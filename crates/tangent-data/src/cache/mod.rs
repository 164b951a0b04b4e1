//! Caching layer for market data.

pub mod sqlite;
pub mod ttl;

pub use sqlite::{CacheStats, SqliteCache};
pub use ttl::TtlCache;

___

Return all of the listing above exactly, leaving nothing out.

filename crates/tangent-data/src/cache/mod.rs
repository 164b951a0b04b4e1
//! Caching layer for market data.

pub mod sqlite;
pub mod ttl;

pub use sqlite::{CacheStats, SqliteCache};
pub use ttl::TtlCache;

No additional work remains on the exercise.